Why can’t I have more control over my depression. I can be logical with myself about it but I just feel hopeless regardless of the pep talk that I give myself.  I wish that I enjoyed being drunk but I hate the way it feels and for once I don’t feel like eating. That’s something isn’t it? Too bad starving yourself is just as bad as force-feeding yourself.

I keep worrying about the Omaha thing not happening, because I don’t deserve to be happy and this is making the anxiety worse. I know it is unrealistic but it’s absolutely terrifying. It’s something I think about every day.  No matter what my mood it pops it’s ugly head up constantly. The depression is making it much much worse, which I didn’t think was possible.

The depression is getting bad and I can tell because I am listening to happy and not even tapping a toe. This song could make a dead person dance.. fuck …

 

 

WTF Dude

Today I was feeling itchy and coughing like usual when I thought hey maybe this might be something the shrink should know. It might be because of the lithium right? Then I was writing a list so I wouldn’t forget anything kind of going over my body point by point and found this tender lump on my throat near my collar bone. That kind of freaked me out so I called the shrink right away, no answer. Paged him and he called me back but kind of politely gave me shit for using the paging for a non-emergency. Told me he would call me back later.

So I waited until 7:30pm and decided to go out to the pier and take my daily pictures. It was freaking cold, the waves were high and we ended up having to buy hoodies because I was wearing a tank and he was wearing a T-shirt. I don’t mind I can never have enough hoodies. We hung around for about an hour it was really nice. I am going to miss the ocean. I won’t miss the people here but that ocean I love to sit near it and think.

Anyhow I got home about 30 minutes ago and lo and behold the doctor calls. I shouldn’t be alarmed by the tummy issues and the itching, he is testing my blood on Thursday or Friday. I need to go see a doctor about the lump though, his best guess is it’s a swollen lymph-node but since he is not that kind of doctor and is talking by phone he didn’t really want to guess.

I don’t think Doctors realize how hard it is for an anxious person to go and get their blood taken when things in the tummy aren’t sitting right. I guess I’ll wait and I now have to go back to the walk-in to see someone. I really miss Omaha right now, where the doctors actually give a crap, you know?
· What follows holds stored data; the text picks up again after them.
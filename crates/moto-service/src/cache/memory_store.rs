//! In-memory cache store with per-entry expiry.

use super::CacheStore;
use async_trait::async_trait;
use moto_core::MotoResult;
use parking_lot::RwLock;
use std::collections::HashMap;
use std::time::{Duration, Instant};

struct Entry {
    value: String,
    expires_at: Instant,
}

/// In-memory cache store.
///
/// The substitute for Redis in tests, also usable as a single-process
/// cache. Entries expire lazily: an expired entry is dropped on the next
/// read of its key.
#[derive(Default)]
pub struct MemoryCacheStore {
    entries: RwLock<HashMap<String, Entry>>,
}

impl MemoryCacheStore {
    /// Creates an empty store.
    #[must_use]
    pub fn new() -> Self {
        Self::default()
    }

    /// Number of live (non-expired) entries.
    #[must_use]
    pub fn len(&self) -> usize {
        let now = Instant::now();
        self.entries
            .read()
            .values()
            .filter(|e| e.expires_at > now)
            .count()
    }

    /// Whether the store holds no live entries.
    #[must_use]
    pub fn is_empty(&self) -> bool {
        self.len() == 0
    }
}

#[async_trait]
impl CacheStore for MemoryCacheStore {
    fn is_enabled(&self) -> bool {
        true
    }

    async fn get_raw(&self, key: &str) -> MotoResult<Option<String>> {
        {
            let entries = self.entries.read();
            match entries.get(key) {
                Some(entry) if entry.expires_at > Instant::now() => {
                    return Ok(Some(entry.value.clone()));
                }
                Some(_) => {}
                None => return Ok(None),
            }
        }
        // Entry expired, drop it
        self.entries.write().remove(key);
        Ok(None)
    }

    async fn set_raw(&self, key: &str, value: &str, ttl: Duration) -> MotoResult<()> {
        self.entries.write().insert(
            key.to_string(),
            Entry {
                value: value.to_string(),
                expires_at: Instant::now() + ttl,
            },
        );
        Ok(())
    }

    async fn delete(&self, key: &str) -> MotoResult<bool> {
        Ok(self.entries.write().remove(key).is_some())
    }
}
Even paying 350.00 cash can’t make a doctor pretend to care here and this new one under insurance.. well I’d replace him if I wasn’t leaving in 35 days..

Weird Things About Me

As I have said lately I haven’t been sleeping well. When I do it’s REM and it’s short, like repeating the same dreams over and over all night hoping to come to a conclusion of sorts.

My dreams have always been very vibrant and very real.  Last night as I was dozing off reality started becoming the dream. The walls changed, the things and people around me changed until I was in the dream. The colors got more vibrant, I could smell and hear everything very clearly.. then it shifted back to a dark bedroom with a snoring husband and two cuddled up dogs.
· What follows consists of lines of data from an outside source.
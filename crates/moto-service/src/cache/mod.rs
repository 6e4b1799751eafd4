//! Response caching infrastructure.
//!
//! A cache-aside layer: callers check the cache first and populate it on a
//! miss; writes invalidate the affected keys. The store abstraction keeps
//! the backend swappable between Redis and an in-memory map.

mod keys;
mod memory_store;
mod redis_store;
mod stats;
mod store;

pub use keys::KeyScheme;
pub use memory_store::MemoryCacheStore;
pub use redis_store::{RedisCacheStore, DEFAULT_TTL};
pub use stats::{CacheStats, CacheStatsSnapshot};
pub use store::{CacheExt, CacheStore};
It was literally happening for moments at a time. Swapping back and forth. The dream of course moved forward bit by bit but this continued for many hours. I am so damned tired. I can not even drift off without me being aware that things are about to change yet again. It feels like a hellacious acid trip. I know from experience, not proud of it but I know exactly how acid made me feel. This is just exactly the same, except of course there is nothing funny about this at all.

Some people love the lucid dream. I usually love the fact that I have so much control while I am asleep, the fact that sleep and unsleep are crossing is what I have an issue with.
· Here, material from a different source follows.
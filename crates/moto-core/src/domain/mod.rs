//! Domain entities and value types.

pub mod user;

pub use user::*;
I don’t want to eat.. The thought of it makes me feel so sick. Everything tastes like shit.  I have to do it so I do, then it sets off a torturous few hours of tummy troubles. My body is so pissed at me. I should probably go to the doctor, but right now I am considering cancelling my appointment for the new shrink.

My nerves are on edge. I feel shivery and terrified.. My stomach hurts. I’m afraid.

I told my husband I couldn’t promise I would go. I can’t. I don’t know that I just won’t call and cancel. I am so afraid of dying and so afraid of seeing doctors when I feel bad. I don’t know what to do.. I feel like I am going to break, snap, invert, disappear..

I feel so alone right now.

Maybe I’ll bake some cookies.. that fixes everything right? HA

I have a feeling I am going to ruin Vegas… fuck.

World of Warcraft, Can it Help?

My husband and I met through a mmorpg (mass mulitplayer online roleplaying game). We’ve always enjoyed playing them together so much that we played WoW for 7 years before we quit and went to other games. I never really thought I would return as I had burned out on how mean people can be to one another. Plus really you just spent hours trying to accomplish virtual goods.

We started playing again a few days ago and I am trying to enjoy it as a new player. I am trying to cope with my depression and the distraction when hubby is at work is greatly needed.  I just have to much time to think when I am alone. Those of you who have depression of any kind know that sometimes it is just bad to sit and think.

I usually have a very hard time interacting with anything when I am feeling this way. The fact that my ex-shrink keeps lying about filling my clonazepam script is not helping. My anxiety is through the roof in addition to just feel physically horrible.

I’m on the greater side of suckiness right now. I keep waiting for those highs and since taking my meds properly every day I just feel worse. If it weren’t for the side effects of quitting cold turkey I would just give them up. April 6th can’t happen soon enough. However now I am also anxious about it. I had hoped I had gotten past this, apparently not.. sigh.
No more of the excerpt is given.